Rael Manzano also wore a circlet. 'We could not believe what we saw,' he said. 'We stared at it for an hour at least. Such unexpected beauty!'

'I believe a demonstration is in order,' Cho Wing-James told Tony. 'We'll run it from the beginning, let you see for yourself.'

The silvery flow in the big window blinked out, resumed. At first, Tony saw only a uniform stream of mercury light, but then he felt a weird moment of doubling, as if he was watching himself watch the window, and began to make out knots and vortices like unstable whirlpools, or the teardrop shapes that water currents made in rivers when they divided around obstacles. The patterns were everywhere he looked, and there were patterns within the patterns. An eternal silver braid flowing past, beautiful and compelling . . .

'That's enough, I think,' someone said, and the window blanked and he came to himself with a start.

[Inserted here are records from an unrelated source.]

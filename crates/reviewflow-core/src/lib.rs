//!
//! Reviewflow Core - workflow orchestration engine for review intake
//!
//! This crate defines the step contracts, the execution context, the
//! workflow definition graph, and the orchestrator that interprets it.
//! External collaborators (classifier, storage sink, notification channel)
//! are injected behind the traits in [`domain::ports`].

#![forbid(unsafe_code)]
#![warn(missing_docs)]

use async_trait::async_trait;

/// Application services - orchestration logic
pub mod application;

/// Domain layer - data model, definitions, and collaborator contracts
pub mod domain;

/// Error types
pub mod error;

/// Concrete workflow steps
pub mod steps;

// Re-export key types
pub use application::orchestrator::{
    Orchestrator, OrchestratorConfig, RunOutcome, StepRegistry,
};
pub use domain::context::{ExecutionContext, StepDelta};
pub use domain::definition::{
    DecisionDefinition, NodeDefinition, StepDefinition, WorkflowDefinition,
};
pub use domain::ports::{
    Classification, Classifier, ConfidenceScores, Notifier, PortError, PutOutcome, ReviewAlert,
    ReviewSink,
};
pub use domain::review::{RefId, ReviewRecord, ReviewSubmission, Sentiment};
pub use domain::run::{RunId, RunStatus, WorkflowRun};
pub use error::WorkflowError;

/// How safely a step can be re-executed.
#[derive(Debug, Clone, Copy, PartialEq, Eq)]
pub enum IdempotencyClass {
    /// No side effects outside its delta; safe to retry blindly
    Pure,

    /// Calls an outside system; a retry may duplicate effects unless the
    /// effect itself is idempotent
    ExternalEffect,
}

/// A unit of work in the workflow.
///
/// A step reads its declared input fields from the [`ExecutionContext`] and
/// returns a [`StepDelta`] of new fields. It must not have side effects
/// visible outside its delta except through its injected collaborator. The
/// orchestrator verifies required fields before invoking `execute` and merges
/// the delta append-only afterwards.
#[async_trait]
pub trait Step: Send + Sync {
    /// Registry key and error-reporting name of this step.
    fn name(&self) -> &str;

    /// Context fields this step reads.
    fn required_fields(&self) -> &'static [&'static str];

    /// Context fields this step produces.
    fn produced_fields(&self) -> &'static [&'static str];

    /// Whether retrying this step risks duplicate effects.
    fn idempotency(&self) -> IdempotencyClass;

    /// Execute the step against the current context.
    async fn execute(&self, context: &ExecutionContext) -> Result<StepDelta, WorkflowError>;
}
//! Collaborator contracts consumed by the workflow steps.
//!
//! The orchestration engine never talks to a classifier service, a durable
//! table, or a notification channel directly; it is handed implementations of
//! these traits, which lets tests substitute stubs without touching the
//! orchestration logic.

use crate::domain::review::{ReviewRecord, Sentiment};
use async_trait::async_trait;
use serde::{Deserialize, Serialize};
use thiserror::Error;

/// Failure reported by a collaborator.
#[derive(Error, Debug, Clone, PartialEq, Eq)]
pub enum PortError {
    /// Collaborator failed or timed out
    #[error("unavailable: {0}")]
    Unavailable(String),

    /// Collaborator refused the request
    #[error("rejected: {0}")]
    Rejected(String),
}

/// Per-label confidence reported by the classifier.
#[derive(Debug, Clone, Copy, PartialEq, Default, Serialize, Deserialize)]
pub struct ConfidenceScores {
    /// Confidence the text is positive
    pub positive: f64,
    /// Confidence the text is negative
    pub negative: f64,
    /// Confidence the text is neutral
    pub neutral: f64,
    /// Confidence the text carries mixed signals
    pub mixed: f64,
}

/// Full classifier response. The workflow consumes only the top label; the
/// scores are carried for callers that want them.
#[derive(Debug, Clone, PartialEq, Serialize, Deserialize)]
pub struct Classification {
    /// Top sentiment label
    pub sentiment: Sentiment,

    /// Per-label confidence scores
    pub confidence: ConfidenceScores,
}

impl Classification {
    /// A classification with the given top label and zeroed scores.
    pub fn of(sentiment: Sentiment) -> Self {
        Self {
            sentiment,
            confidence: ConfidenceScores::default(),
        }
    }
}

/// Sentiment classification service.
#[async_trait]
pub trait Classifier: Send + Sync {
    /// Classify the sentiment of the given text.
    async fn classify(&self, text: &str) -> Result<Classification, PortError>;
}

/// Outcome of a conditional write.
#[derive(Debug, Clone, PartialEq, Eq)]
pub enum PutOutcome {
    /// The record was written; the key did not exist before
    Written,

    /// The key already existed; carries the record found under it
    Exists(ReviewRecord),
}

/// Write-only durable store for review records.
#[async_trait]
pub trait ReviewSink: Send + Sync {
    /// Write the record iff its `(book_id, ref_id)` key does not already
    /// exist. Must be atomic at the key level.
    async fn put_if_absent(&self, record: &ReviewRecord) -> Result<PutOutcome, PortError>;
}

/// A notification ready to send.
#[derive(Debug, Clone, PartialEq, Eq)]
pub struct ReviewAlert {
    /// Message subject line
    pub subject: String,

    /// Message body
    pub body: String,
}

/// Outbound notification channel. Fire-and-forget from the workflow's
/// perspective: delivery is best-effort and duplicates on resubmission are
/// tolerated.
#[async_trait]
pub trait Notifier: Send + Sync {
    /// Send one notification.
    async fn send(&self, alert: &ReviewAlert) -> Result<(), PortError>;
}

#[cfg(test)]
mod tests {
    use super::*;

    #[test]
    fn test_port_error_display() {
        assert_eq!(
            PortError::Unavailable("connection refused".to_string()).to_string(),
            "unavailable: connection refused"
        );
        assert_eq!(
            PortError::Rejected("bad payload".to_string()).to_string(),
            "rejected: bad payload"
        );
    }

    #[test]
    fn test_classification_of_zeroes_scores() {
        let classification = Classification::of(Sentiment::Neutral);
        assert_eq!(classification.sentiment, Sentiment::Neutral);
        assert_eq!(classification.confidence, ConfidenceScores::default());
    }
}
use crate::WorkflowError;
use serde::{Deserialize, Serialize};
use std::fmt;
use std::str::FromStr;
use uuid::Uuid;

/// Sentiment label assigned by the classifier.
///
/// Serialized with the classifier's uppercase wire labels (`"NEGATIVE"` etc.)
/// so context values and persisted records match the collaborator contract.
#[derive(Debug, Clone, Copy, PartialEq, Eq, Hash, Serialize, Deserialize)]
#[serde(rename_all = "UPPERCASE")]
pub enum Sentiment {
    /// Predominantly positive text
    Positive,
    /// Predominantly negative text
    Negative,
    /// Neither positive nor negative
    Neutral,
    /// Both positive and negative signals
    Mixed,
}

impl Sentiment {
    /// The uppercase wire label for this sentiment.
    pub fn as_str(&self) -> &'static str {
        match self {
            Sentiment::Positive => "POSITIVE",
            Sentiment::Negative => "NEGATIVE",
            Sentiment::Neutral => "NEUTRAL",
            Sentiment::Mixed => "MIXED",
        }
    }
}

impl fmt::Display for Sentiment {
    fn fmt(&self, f: &mut fmt::Formatter<'_>) -> fmt::Result {
        f.write_str(self.as_str())
    }
}

impl FromStr for Sentiment {
    type Err = WorkflowError;

    fn from_str(s: &str) -> Result<Self, Self::Err> {
        match s {
            "POSITIVE" => Ok(Sentiment::Positive),
            "NEGATIVE" => Ok(Sentiment::Negative),
            "NEUTRAL" => Ok(Sentiment::Neutral),
            "MIXED" => Ok(Sentiment::Mixed),
            other => Err(WorkflowError::Validation(format!(
                "unknown sentiment label: {}",
                other
            ))),
        }
    }
}

/// A validated review submission. Immutable once accepted.
#[derive(Debug, Clone, PartialEq, Eq, Serialize, Deserialize)]
pub struct ReviewSubmission {
    book_id: String,
    reviewer: String,
    message: String,
}

impl ReviewSubmission {
    /// Validate and accept a submission. All three fields must be non-empty
    /// after trimming, otherwise the submission is rejected before any step
    /// runs.
    pub fn new(
        book_id: impl Into<String>,
        reviewer: impl Into<String>,
        message: impl Into<String>,
    ) -> Result<Self, WorkflowError> {
        let book_id = book_id.into();
        let reviewer = reviewer.into();
        let message = message.into();

        for (name, value) in [
            ("bookId", &book_id),
            ("reviewer", &reviewer),
            ("message", &message),
        ] {
            if value.trim().is_empty() {
                return Err(WorkflowError::Validation(format!(
                    "{} must be a non-empty string",
                    name
                )));
            }
        }

        Ok(Self {
            book_id,
            reviewer,
            message,
        })
    }

    /// The book this review is for.
    pub fn book_id(&self) -> &str {
        &self.book_id
    }

    /// Who wrote the review.
    pub fn reviewer(&self) -> &str {
        &self.reviewer
    }

    /// The review text.
    pub fn message(&self) -> &str {
        &self.message
    }
}

/// Value object: opaque unique reference identifier for a persisted review.
#[derive(Debug, Clone, PartialEq, Eq, Hash, Serialize, Deserialize)]
pub struct RefId(pub String);

impl RefId {
    /// Allocate a fresh reference id in the `r#<uuid>` wire format.
    ///
    /// Allocation is at-least-once: re-running the generating step produces a
    /// different id, which callers resubmitting a failed run must tolerate.
    pub fn generate() -> Self {
        RefId(format!("r#{}", Uuid::new_v4()))
    }
}

impl fmt::Display for RefId {
    fn fmt(&self, f: &mut fmt::Formatter<'_>) -> fmt::Result {
        f.write_str(&self.0)
    }
}

/// The durable record written by the persistence step, keyed
/// `(PK = book_id, SK = ref_id)`. Created at most once per run and never
/// mutated afterwards.
#[derive(Debug, Clone, PartialEq, Eq, Serialize, Deserialize)]
pub struct ReviewRecord {
    /// Partition key
    pub book_id: String,

    /// Sort key
    pub ref_id: RefId,

    /// Who wrote the review
    pub reviewer: String,

    /// The review text
    pub message: String,

    /// Classifier-assigned sentiment
    pub sentiment: Sentiment,
}

impl ReviewRecord {
    /// The composite key of this record.
    pub fn key(&self) -> (&str, &str) {
        (&self.book_id, &self.ref_id.0)
    }
}

#[cfg(test)]
mod tests {
    use super::*;

    #[test]
    fn test_sentiment_labels_round_trip() {
        for sentiment in [
            Sentiment::Positive,
            Sentiment::Negative,
            Sentiment::Neutral,
            Sentiment::Mixed,
        ] {
            let label = sentiment.to_string();
            assert_eq!(label.parse::<Sentiment>().unwrap(), sentiment);
        }
    }

    #[test]
    fn test_sentiment_serde_uses_wire_labels() {
        let serialized = serde_json::to_string(&Sentiment::Negative).unwrap();
        assert_eq!(serialized, "\"NEGATIVE\"");

        let deserialized: Sentiment = serde_json::from_str("\"MIXED\"").unwrap();
        assert_eq!(deserialized, Sentiment::Mixed);
    }

    #[test]
    fn test_sentiment_match_is_case_sensitive() {
        assert!("negative".parse::<Sentiment>().is_err());
        assert!("Negative".parse::<Sentiment>().is_err());
    }

    #[test]
    fn test_submission_accepts_valid_input() {
        let submission = ReviewSubmission::new("B1", "Alice", "Loved it").unwrap();
        assert_eq!(submission.book_id(), "B1");
        assert_eq!(submission.reviewer(), "Alice");
        assert_eq!(submission.message(), "Loved it");
    }

    #[test]
    fn test_submission_rejects_empty_fields() {
        for (book_id, reviewer, message, field) in [
            ("", "Alice", "text", "bookId"),
            ("B1", "   ", "text", "reviewer"),
            ("B1", "Alice", "", "message"),
        ] {
            let result = ReviewSubmission::new(book_id, reviewer, message);
            match result {
                Err(WorkflowError::Validation(msg)) => assert!(msg.contains(field)),
                other => panic!("Expected Validation error, got {:?}", other),
            }
        }
    }

    #[test]
    fn test_ref_id_format_and_uniqueness() {
        let a = RefId::generate();
        let b = RefId::generate();

        assert!(a.0.starts_with("r#"));
        assert!(b.0.starts_with("r#"));
        assert_ne!(a, b);
    }

    #[test]
    fn test_record_key() {
        let record = ReviewRecord {
            book_id: "B1".to_string(),
            ref_id: RefId("r#1".to_string()),
            reviewer: "Alice".to_string(),
            message: "Terrible binding".to_string(),
            sentiment: Sentiment::Negative,
        };
        assert_eq!(record.key(), ("B1", "r#1"));
    }

    #[test]
    fn test_record_serialization() {
        let record = ReviewRecord {
            book_id: "B1".to_string(),
            ref_id: RefId("r#1".to_string()),
            reviewer: "Bob".to_string(),
            message: "Loved it".to_string(),
            sentiment: Sentiment::Positive,
        };

        let serialized = serde_json::to_string(&record).unwrap();
        let deserialized: ReviewRecord = serde_json::from_str(&serialized).unwrap();
        assert_eq!(deserialized, record);
    }
}
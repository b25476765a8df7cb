use crate::domain::context::fields;
use crate::domain::review::Sentiment;
use crate::WorkflowError;
use serde::{Deserialize, Serialize};
use std::collections::HashSet;

/// Name of the canonical review-intake workflow.
pub const REVIEW_INTAKE_WORKFLOW: &str = "ReviewSentimentAnalysis";

/// A parsed and validated workflow definition: an ordered list of nodes the
/// orchestrator interprets top to bottom. Loaded once at process start and
/// shared read-only across concurrent runs.
#[derive(Debug, Clone, PartialEq, Serialize, Deserialize)]
pub struct WorkflowDefinition {
    /// Human-readable name of the workflow
    pub name: String,

    /// The nodes of this workflow, in execution order
    pub nodes: Vec<NodeDefinition>,
}

/// A node in the workflow graph.
#[derive(Debug, Clone, PartialEq, Serialize, Deserialize)]
pub enum NodeDefinition {
    /// A step executed unconditionally
    Step(StepDefinition),

    /// The single branch point of the workflow
    Decision(DecisionDefinition),
}

/// Declares one step of a workflow.
#[derive(Debug, Clone, PartialEq, Serialize, Deserialize)]
pub struct StepDefinition {
    /// ID of this node in the graph
    pub id: String,

    /// Step type to execute (registry key)
    pub step_type: String,
}

/// Declares the branch point: if `field` equals `equals` (exact,
/// case-sensitive) the `then` step runs, otherwise execution falls through
/// to the next node.
#[derive(Debug, Clone, PartialEq, Serialize, Deserialize)]
pub struct DecisionDefinition {
    /// ID of this node in the graph
    pub id: String,

    /// Context field to inspect
    pub field: String,

    /// Value the field must equal for the branch to be taken
    pub equals: String,

    /// Step executed when the branch is taken
    pub then: StepDefinition,
}

impl WorkflowDefinition {
    /// The canonical review-intake workflow: detect sentiment, allocate a
    /// reference id, persist, then notify when the review was NEGATIVE.
    pub fn review_intake() -> Self {
        Self {
            name: REVIEW_INTAKE_WORKFLOW.to_string(),
            nodes: vec![
                NodeDefinition::Step(StepDefinition {
                    id: "detect_sentiment".to_string(),
                    step_type: "detect_sentiment".to_string(),
                }),
                NodeDefinition::Step(StepDefinition {
                    id: "generate_ref_id".to_string(),
                    step_type: "generate_ref_id".to_string(),
                }),
                NodeDefinition::Step(StepDefinition {
                    id: "persist_review".to_string(),
                    step_type: "persist_review".to_string(),
                }),
                NodeDefinition::Decision(DecisionDefinition {
                    id: "check_sentiment".to_string(),
                    field: fields::SENTIMENT.to_string(),
                    equals: Sentiment::Negative.as_str().to_string(),
                    then: StepDefinition {
                        id: "notify_negative_review".to_string(),
                        step_type: "notify_negative_review".to_string(),
                    },
                }),
            ],
        }
    }

    /// Validate the workflow definition.
    pub fn validate(&self) -> Result<(), WorkflowError> {
        if self.nodes.is_empty() {
            return Err(WorkflowError::Definition(
                "workflow must have at least one node".to_string(),
            ));
        }

        let mut node_ids = HashSet::new();
        let mut decision_count = 0usize;

        for node in &self.nodes {
            let id = match node {
                NodeDefinition::Step(step) => &step.id,
                NodeDefinition::Decision(decision) => {
                    decision_count += 1;
                    if decision.field.is_empty() {
                        return Err(WorkflowError::Definition(format!(
                            "decision {} must name a context field",
                            decision.id
                        )));
                    }
                    if !node_ids.insert(decision.then.id.as_str()) {
                        return Err(WorkflowError::Definition(format!(
                            "duplicate node id: {}",
                            decision.then.id
                        )));
                    }
                    &decision.id
                }
            };

            if !node_ids.insert(id.as_str()) {
                return Err(WorkflowError::Definition(format!(
                    "duplicate node id: {}",
                    id
                )));
            }
        }

        if decision_count > 1 {
            return Err(WorkflowError::Definition(format!(
                "workflow has {} decision nodes, at most one is supported",
                decision_count
            )));
        }

        Ok(())
    }

    /// All step declarations in this workflow, including decision targets.
    pub fn step_definitions(&self) -> impl Iterator<Item = &StepDefinition> {
        self.nodes.iter().map(|node| match node {
            NodeDefinition::Step(step) => step,
            NodeDefinition::Decision(decision) => &decision.then,
        })
    }
}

'You see?' Cho said. 'You see?'

'I saw something,' Tony said. 'But I don't know what it was.'

'Similar patterns were discovered more than a century ago,' Cho said. 'Only those infected with a specific and very rare kind of eidolon can see them. Apparently, that is what infected us.'

'And it has spoken to us,' Eli Tanjung said. 'It has shown us the way.'

'Some of us have felt a compulsion to draw diagrams similar to the one I showed you,' Cho said. 'We believe that it is something encoded within those patterns. Its meaning isn't clear, not yet, so we are hoping to stimulate our eidolons into providing us with more examples.'

That was what the wizards had been doing when Tony had arrived. Taking turns to wear circlets that with pulsed magnetic fields poked and pried at the eidolons in their heads, trying to stimulate them, trying to make them reach into the narrative code and pull out something comprehensible. If the stromatolites contained data relevant to sleepy sickness and other meme plagues, Cho said, tugging at stray strands of his hair, this was their best chance of finding it.

Tony told Aunty Jael again that he wanted a word in private. When he climbed up to the balcony, pushing through the dull hum of its privacy screen, another hand was waiting there one of the skinny white-skinned hands, this one with a stencilled 3 on its chestplate.

'Just how dangerous is this eidolon?' he said.

Thinking about it made the inside of his skull itch.

'It is hard to say. However, it appears to interact only with Ghajar narrative code.'

'I suppose that I'm also infected. As is Lancelot Askia.'

The idea that his uncle's man harboured a copy of the eidolon gave Tony a thin satisfaction.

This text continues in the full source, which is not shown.